Each line of the data below from the one holding "represents the value." to the one holding "self.buf.push(0xce);", inclusive, is to be reproduced exactly; no other line belongs in the answer.

▶ **DATA TO EXAMINE**

————————

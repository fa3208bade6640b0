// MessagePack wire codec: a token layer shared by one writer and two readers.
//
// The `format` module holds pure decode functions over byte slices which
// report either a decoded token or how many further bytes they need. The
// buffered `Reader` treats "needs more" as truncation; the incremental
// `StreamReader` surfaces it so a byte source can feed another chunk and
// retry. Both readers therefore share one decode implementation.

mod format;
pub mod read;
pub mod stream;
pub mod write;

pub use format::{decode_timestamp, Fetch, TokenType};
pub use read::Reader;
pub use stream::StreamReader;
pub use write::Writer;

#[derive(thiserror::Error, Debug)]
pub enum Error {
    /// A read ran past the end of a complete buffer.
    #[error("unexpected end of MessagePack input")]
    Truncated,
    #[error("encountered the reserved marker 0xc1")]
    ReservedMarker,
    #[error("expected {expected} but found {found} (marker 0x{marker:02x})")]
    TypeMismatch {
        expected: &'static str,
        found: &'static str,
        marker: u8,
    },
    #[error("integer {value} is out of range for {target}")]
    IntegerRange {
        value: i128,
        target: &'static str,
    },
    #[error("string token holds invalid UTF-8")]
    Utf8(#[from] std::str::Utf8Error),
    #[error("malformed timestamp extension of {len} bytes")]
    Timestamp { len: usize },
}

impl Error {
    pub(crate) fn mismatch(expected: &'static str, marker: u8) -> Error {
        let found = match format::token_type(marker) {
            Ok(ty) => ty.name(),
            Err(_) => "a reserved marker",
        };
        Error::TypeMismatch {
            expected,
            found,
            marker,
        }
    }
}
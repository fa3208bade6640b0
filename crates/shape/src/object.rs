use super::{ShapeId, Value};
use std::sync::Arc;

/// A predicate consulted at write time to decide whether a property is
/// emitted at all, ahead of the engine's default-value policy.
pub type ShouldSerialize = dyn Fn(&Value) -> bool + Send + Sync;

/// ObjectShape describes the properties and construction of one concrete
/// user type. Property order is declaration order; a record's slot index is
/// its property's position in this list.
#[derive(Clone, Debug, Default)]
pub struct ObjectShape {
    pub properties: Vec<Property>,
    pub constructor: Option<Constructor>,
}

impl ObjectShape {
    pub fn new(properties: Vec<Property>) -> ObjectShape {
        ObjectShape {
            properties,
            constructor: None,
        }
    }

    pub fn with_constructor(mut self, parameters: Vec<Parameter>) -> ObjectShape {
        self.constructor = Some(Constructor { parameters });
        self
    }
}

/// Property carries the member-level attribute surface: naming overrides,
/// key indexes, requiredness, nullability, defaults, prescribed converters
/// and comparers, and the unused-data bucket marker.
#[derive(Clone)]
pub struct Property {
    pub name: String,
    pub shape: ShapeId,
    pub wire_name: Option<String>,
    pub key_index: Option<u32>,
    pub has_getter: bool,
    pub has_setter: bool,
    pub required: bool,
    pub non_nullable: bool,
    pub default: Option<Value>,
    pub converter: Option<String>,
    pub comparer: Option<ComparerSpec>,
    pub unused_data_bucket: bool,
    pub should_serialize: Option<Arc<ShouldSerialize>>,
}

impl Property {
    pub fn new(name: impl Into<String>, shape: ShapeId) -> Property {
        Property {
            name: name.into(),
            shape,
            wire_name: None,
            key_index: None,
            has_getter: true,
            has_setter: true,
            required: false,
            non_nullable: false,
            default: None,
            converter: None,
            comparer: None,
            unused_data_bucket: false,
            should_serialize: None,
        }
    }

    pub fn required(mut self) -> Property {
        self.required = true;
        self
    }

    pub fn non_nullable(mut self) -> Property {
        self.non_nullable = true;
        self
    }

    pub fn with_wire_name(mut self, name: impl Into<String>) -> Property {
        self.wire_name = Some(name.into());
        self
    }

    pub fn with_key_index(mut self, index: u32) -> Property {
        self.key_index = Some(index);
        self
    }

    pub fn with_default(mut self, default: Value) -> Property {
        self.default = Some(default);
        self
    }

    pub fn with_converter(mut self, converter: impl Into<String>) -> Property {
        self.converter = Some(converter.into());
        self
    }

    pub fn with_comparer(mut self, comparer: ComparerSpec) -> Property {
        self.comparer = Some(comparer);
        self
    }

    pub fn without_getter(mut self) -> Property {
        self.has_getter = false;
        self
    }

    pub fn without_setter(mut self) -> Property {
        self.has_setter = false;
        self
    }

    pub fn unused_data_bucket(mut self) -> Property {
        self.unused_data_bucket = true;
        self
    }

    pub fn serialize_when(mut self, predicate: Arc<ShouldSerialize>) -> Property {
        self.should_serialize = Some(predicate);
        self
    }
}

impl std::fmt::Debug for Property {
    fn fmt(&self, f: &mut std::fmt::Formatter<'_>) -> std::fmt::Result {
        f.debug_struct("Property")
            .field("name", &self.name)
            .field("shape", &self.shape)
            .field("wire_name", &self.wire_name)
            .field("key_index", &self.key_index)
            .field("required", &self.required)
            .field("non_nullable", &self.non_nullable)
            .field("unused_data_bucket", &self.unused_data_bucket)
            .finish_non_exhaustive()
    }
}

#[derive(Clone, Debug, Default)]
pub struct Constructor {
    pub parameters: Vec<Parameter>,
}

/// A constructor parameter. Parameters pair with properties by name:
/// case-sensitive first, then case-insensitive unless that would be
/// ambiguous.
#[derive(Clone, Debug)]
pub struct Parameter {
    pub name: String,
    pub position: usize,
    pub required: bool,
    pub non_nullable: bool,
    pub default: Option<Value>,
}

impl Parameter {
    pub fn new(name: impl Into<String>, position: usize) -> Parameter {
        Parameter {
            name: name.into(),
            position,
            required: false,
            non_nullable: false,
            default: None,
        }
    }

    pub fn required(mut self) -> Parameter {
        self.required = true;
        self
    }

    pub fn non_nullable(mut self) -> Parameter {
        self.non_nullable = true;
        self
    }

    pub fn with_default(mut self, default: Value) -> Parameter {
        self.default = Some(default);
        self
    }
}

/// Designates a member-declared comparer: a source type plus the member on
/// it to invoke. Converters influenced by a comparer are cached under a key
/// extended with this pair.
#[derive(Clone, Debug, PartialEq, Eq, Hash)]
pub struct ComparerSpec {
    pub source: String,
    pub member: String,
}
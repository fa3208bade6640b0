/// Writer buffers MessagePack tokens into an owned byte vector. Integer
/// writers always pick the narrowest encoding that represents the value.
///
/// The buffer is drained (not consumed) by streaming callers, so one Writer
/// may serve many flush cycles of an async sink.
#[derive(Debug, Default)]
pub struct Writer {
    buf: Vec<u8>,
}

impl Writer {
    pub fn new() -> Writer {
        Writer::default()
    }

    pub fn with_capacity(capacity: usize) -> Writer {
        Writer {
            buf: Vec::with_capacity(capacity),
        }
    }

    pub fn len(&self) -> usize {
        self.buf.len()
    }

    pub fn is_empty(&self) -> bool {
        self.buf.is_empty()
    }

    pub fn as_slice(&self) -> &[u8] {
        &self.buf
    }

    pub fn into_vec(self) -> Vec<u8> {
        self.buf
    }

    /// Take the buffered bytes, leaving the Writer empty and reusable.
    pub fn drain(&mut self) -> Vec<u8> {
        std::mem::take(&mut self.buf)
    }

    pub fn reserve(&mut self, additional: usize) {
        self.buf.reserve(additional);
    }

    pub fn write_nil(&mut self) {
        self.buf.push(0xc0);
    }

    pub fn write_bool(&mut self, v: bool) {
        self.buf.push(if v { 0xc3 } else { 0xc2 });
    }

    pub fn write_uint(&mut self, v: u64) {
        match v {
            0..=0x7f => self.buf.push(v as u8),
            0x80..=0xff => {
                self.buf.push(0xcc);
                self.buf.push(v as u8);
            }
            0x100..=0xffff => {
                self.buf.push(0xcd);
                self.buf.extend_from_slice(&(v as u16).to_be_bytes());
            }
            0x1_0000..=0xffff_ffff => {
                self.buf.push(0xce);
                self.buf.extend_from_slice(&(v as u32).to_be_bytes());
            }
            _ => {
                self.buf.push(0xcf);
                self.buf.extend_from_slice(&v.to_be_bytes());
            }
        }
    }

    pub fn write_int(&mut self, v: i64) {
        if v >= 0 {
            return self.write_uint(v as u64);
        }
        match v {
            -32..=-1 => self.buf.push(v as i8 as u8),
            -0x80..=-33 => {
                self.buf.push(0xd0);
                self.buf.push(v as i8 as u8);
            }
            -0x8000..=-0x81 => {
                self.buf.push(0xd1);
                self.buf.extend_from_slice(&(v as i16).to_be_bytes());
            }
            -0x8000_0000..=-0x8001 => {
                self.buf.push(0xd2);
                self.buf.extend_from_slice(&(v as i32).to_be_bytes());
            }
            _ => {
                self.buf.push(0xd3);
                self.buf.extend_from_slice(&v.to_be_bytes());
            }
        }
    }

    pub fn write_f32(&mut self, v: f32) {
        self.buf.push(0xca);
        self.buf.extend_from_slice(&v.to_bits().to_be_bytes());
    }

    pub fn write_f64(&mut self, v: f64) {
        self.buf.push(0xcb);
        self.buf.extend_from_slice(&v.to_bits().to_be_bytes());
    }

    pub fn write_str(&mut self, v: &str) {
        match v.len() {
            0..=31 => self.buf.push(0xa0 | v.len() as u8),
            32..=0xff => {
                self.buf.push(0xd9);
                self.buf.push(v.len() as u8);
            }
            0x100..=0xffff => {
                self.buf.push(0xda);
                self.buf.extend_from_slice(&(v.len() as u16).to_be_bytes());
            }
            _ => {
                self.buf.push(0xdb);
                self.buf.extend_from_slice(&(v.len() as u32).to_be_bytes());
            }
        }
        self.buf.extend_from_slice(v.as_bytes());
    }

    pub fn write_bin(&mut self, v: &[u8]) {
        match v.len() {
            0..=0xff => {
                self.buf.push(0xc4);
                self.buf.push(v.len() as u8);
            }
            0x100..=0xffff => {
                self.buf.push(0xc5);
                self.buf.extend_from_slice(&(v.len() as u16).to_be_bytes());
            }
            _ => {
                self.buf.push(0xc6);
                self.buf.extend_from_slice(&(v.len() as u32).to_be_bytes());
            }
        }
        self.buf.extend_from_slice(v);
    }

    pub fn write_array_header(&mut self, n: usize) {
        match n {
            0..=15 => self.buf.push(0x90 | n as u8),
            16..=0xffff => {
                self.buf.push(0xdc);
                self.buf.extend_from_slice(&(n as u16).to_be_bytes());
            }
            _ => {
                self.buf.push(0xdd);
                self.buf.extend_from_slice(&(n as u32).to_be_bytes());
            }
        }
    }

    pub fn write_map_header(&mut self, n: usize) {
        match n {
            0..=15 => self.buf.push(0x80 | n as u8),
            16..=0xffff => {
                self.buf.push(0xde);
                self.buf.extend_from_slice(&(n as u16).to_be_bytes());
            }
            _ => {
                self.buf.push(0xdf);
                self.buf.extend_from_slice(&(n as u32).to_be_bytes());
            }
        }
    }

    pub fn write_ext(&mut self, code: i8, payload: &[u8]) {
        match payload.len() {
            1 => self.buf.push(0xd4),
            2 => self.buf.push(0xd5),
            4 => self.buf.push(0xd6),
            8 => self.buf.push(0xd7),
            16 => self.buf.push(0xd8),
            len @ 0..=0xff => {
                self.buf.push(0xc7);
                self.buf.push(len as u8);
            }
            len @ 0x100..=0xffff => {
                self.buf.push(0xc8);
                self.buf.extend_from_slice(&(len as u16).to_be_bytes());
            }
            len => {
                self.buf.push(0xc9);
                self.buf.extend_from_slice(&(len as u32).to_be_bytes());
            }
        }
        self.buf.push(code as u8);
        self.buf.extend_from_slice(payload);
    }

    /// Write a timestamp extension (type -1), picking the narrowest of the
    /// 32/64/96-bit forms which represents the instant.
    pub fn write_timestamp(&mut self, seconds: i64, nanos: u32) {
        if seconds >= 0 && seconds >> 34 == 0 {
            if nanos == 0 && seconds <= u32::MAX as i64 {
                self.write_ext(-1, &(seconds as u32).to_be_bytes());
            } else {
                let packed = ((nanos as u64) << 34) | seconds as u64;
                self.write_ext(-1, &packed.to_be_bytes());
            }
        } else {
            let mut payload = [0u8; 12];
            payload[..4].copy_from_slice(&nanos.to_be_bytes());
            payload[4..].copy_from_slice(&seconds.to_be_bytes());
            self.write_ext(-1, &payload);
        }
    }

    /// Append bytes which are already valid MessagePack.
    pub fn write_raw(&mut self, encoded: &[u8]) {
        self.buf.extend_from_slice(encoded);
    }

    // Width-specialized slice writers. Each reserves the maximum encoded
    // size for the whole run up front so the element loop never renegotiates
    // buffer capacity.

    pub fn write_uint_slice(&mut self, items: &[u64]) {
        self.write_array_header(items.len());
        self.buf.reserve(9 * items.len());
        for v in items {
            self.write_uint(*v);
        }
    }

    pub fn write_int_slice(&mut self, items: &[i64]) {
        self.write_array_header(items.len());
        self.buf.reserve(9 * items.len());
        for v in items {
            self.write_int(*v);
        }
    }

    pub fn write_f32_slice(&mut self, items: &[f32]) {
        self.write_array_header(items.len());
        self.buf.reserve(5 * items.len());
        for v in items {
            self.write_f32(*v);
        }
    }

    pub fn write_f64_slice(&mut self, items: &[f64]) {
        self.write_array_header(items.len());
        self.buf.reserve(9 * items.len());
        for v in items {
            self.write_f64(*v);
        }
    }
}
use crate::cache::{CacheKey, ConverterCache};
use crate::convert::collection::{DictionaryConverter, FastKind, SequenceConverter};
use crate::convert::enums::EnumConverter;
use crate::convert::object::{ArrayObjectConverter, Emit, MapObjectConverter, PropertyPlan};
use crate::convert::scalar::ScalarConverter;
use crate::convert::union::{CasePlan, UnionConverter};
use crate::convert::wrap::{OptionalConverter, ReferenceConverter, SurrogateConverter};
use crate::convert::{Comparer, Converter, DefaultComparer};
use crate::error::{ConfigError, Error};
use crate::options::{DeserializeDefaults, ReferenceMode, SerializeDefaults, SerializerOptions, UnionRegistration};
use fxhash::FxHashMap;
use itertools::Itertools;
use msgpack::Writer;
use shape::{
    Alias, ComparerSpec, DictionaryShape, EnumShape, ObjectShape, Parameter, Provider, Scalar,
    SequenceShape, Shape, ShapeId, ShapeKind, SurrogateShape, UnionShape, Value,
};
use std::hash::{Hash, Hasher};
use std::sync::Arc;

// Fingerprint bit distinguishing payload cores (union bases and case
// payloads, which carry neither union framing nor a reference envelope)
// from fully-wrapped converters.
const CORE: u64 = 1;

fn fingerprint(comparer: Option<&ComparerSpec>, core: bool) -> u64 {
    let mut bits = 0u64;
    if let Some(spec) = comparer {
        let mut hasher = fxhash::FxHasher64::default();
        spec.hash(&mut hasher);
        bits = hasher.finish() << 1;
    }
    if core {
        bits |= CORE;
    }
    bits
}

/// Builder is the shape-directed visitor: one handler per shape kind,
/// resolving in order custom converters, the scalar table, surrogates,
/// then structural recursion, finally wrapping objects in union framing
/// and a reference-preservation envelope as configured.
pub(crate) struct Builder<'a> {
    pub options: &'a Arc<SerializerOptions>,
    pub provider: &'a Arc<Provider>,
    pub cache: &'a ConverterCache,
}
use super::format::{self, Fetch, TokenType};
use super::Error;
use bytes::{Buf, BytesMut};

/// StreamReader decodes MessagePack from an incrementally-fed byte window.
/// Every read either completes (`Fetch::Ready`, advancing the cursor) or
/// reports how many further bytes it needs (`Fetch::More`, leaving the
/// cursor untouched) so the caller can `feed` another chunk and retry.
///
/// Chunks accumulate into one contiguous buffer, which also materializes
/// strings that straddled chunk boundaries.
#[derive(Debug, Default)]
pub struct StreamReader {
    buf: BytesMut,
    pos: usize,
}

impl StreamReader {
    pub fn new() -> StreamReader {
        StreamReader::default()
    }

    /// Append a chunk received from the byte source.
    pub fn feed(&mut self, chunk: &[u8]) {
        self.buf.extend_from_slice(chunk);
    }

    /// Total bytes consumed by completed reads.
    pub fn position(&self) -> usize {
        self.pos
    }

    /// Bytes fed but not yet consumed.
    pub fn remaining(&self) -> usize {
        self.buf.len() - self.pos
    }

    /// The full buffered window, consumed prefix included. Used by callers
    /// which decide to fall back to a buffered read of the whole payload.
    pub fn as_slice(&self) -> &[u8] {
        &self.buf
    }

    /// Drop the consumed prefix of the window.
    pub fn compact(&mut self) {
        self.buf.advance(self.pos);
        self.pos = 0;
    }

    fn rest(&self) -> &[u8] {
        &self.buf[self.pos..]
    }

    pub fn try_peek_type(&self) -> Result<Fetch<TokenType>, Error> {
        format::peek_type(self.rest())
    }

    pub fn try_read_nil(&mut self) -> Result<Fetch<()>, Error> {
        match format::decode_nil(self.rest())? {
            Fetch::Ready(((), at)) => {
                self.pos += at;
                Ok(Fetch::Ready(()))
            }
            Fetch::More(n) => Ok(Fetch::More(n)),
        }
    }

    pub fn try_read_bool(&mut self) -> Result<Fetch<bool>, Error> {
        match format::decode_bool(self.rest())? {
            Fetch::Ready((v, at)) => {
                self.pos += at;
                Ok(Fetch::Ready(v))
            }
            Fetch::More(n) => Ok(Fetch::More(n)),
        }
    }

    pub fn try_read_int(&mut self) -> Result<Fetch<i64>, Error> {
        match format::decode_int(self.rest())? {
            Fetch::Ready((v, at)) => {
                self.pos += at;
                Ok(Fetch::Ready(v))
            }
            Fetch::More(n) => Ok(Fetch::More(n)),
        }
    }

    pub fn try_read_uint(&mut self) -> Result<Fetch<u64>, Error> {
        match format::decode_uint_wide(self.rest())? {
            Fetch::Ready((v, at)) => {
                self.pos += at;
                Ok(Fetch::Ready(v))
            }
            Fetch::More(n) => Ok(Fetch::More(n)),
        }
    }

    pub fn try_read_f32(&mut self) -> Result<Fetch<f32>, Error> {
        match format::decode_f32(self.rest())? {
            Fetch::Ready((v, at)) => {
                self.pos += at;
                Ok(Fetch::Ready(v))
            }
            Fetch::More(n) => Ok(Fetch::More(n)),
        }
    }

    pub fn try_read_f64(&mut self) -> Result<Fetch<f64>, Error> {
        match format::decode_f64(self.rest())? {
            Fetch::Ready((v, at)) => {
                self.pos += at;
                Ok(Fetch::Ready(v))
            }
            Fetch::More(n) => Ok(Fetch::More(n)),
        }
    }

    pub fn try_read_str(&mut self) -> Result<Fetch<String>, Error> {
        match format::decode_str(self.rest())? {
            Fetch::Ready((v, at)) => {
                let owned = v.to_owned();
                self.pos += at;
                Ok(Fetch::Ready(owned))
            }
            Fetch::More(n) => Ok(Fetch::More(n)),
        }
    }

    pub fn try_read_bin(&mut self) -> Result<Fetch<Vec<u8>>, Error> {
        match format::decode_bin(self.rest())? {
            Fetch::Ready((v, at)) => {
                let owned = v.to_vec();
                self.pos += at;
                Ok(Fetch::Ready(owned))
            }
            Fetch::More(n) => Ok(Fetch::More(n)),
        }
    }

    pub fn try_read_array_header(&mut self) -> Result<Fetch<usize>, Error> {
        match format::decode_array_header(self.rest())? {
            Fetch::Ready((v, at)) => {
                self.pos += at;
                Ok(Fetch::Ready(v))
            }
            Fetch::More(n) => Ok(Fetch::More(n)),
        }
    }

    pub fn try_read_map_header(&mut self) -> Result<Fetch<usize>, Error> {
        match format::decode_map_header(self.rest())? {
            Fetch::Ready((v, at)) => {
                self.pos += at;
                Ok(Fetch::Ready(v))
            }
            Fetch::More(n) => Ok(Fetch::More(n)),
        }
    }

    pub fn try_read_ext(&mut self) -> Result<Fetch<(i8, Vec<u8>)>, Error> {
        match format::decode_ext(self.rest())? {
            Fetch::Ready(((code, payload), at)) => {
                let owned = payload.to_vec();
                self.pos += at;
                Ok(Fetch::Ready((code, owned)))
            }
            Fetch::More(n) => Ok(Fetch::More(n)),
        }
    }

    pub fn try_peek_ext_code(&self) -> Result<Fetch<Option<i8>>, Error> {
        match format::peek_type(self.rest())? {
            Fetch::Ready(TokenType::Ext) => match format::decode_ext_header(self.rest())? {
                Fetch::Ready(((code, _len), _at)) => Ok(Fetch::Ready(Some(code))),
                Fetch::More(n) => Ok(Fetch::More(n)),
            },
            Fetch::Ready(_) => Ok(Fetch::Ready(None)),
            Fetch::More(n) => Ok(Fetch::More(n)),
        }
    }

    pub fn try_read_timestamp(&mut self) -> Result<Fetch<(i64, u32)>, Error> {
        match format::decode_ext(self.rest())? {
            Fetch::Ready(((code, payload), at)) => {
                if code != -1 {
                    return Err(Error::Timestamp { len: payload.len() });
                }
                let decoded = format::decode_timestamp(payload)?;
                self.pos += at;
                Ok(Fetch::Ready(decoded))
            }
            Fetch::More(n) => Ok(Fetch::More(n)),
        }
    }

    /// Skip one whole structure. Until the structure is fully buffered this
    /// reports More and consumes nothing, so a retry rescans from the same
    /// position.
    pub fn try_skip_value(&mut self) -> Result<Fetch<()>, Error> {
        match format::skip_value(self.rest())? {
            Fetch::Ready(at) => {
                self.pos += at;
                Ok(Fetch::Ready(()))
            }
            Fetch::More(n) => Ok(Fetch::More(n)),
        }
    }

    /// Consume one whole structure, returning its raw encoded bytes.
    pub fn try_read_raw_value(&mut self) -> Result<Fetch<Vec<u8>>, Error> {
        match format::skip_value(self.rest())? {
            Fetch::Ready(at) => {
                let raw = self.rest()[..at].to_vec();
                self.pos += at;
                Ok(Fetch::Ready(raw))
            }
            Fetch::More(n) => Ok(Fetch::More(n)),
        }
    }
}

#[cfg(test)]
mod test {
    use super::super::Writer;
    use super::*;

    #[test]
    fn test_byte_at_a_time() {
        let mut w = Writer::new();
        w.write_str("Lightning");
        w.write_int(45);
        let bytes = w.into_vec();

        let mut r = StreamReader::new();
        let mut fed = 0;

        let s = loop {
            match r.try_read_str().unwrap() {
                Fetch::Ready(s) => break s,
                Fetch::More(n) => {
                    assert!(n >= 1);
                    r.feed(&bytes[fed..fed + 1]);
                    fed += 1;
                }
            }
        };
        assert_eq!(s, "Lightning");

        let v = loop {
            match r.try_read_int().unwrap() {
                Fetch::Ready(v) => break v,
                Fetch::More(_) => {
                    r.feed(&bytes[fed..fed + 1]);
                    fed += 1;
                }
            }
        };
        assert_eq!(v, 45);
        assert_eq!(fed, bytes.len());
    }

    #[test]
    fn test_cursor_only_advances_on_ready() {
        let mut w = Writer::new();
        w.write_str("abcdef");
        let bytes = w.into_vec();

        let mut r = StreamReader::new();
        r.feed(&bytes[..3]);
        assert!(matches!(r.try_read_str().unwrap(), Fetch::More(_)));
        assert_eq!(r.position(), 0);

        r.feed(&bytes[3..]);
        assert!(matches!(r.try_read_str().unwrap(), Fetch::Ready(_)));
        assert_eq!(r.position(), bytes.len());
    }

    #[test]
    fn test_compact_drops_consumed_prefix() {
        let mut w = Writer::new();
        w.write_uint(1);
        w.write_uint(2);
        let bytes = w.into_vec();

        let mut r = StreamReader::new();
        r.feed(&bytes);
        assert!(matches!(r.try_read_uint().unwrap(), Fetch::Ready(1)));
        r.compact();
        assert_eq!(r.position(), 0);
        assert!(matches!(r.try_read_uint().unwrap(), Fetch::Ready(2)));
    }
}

————————

▶ **OUTPUT**
/// writers always pick the narrowest encoding that represents the value.
///
/// The buffer is drained (not consumed) by streaming callers, so one Writer
/// may serve many flush cycles of an async sink.
#[derive(Debug, Default)]
pub struct Writer {
    buf: Vec<u8>,
}

impl Writer {
    pub fn new() -> Writer {
        Writer::default()
    }

    pub fn with_capacity(capacity: usize) -> Writer {
        Writer {
            buf: Vec::with_capacity(capacity),
        }
    }

    pub fn len(&self) -> usize {
        self.buf.len()
    }

    pub fn is_empty(&self) -> bool {
        self.buf.is_empty()
    }

    pub fn as_slice(&self) -> &[u8] {
        &self.buf
    }

    pub fn into_vec(self) -> Vec<u8> {
        self.buf
    }

    /// Take the buffered bytes, leaving the Writer empty and reusable.
    pub fn drain(&mut self) -> Vec<u8> {
        std::mem::take(&mut self.buf)
    }

    pub fn reserve(&mut self, additional: usize) {
        self.buf.reserve(additional);
    }

    pub fn write_nil(&mut self) {
        self.buf.push(0xc0);
    }

    pub fn write_bool(&mut self, v: bool) {
        self.buf.push(if v { 0xc3 } else { 0xc2 });
    }

    pub fn write_uint(&mut self, v: u64) {
        match v {
            0..=0x7f => self.buf.push(v as u8),
            0x80..=0xff => {
                self.buf.push(0xcc);
                self.buf.push(v as u8);
            }
            0x100..=0xffff => {
                self.buf.push(0xcd);
                self.buf.extend_from_slice(&(v as u16).to_be_bytes());
            }
            0x1_0000..=0xffff_ffff => {
                self.buf.push(0xce);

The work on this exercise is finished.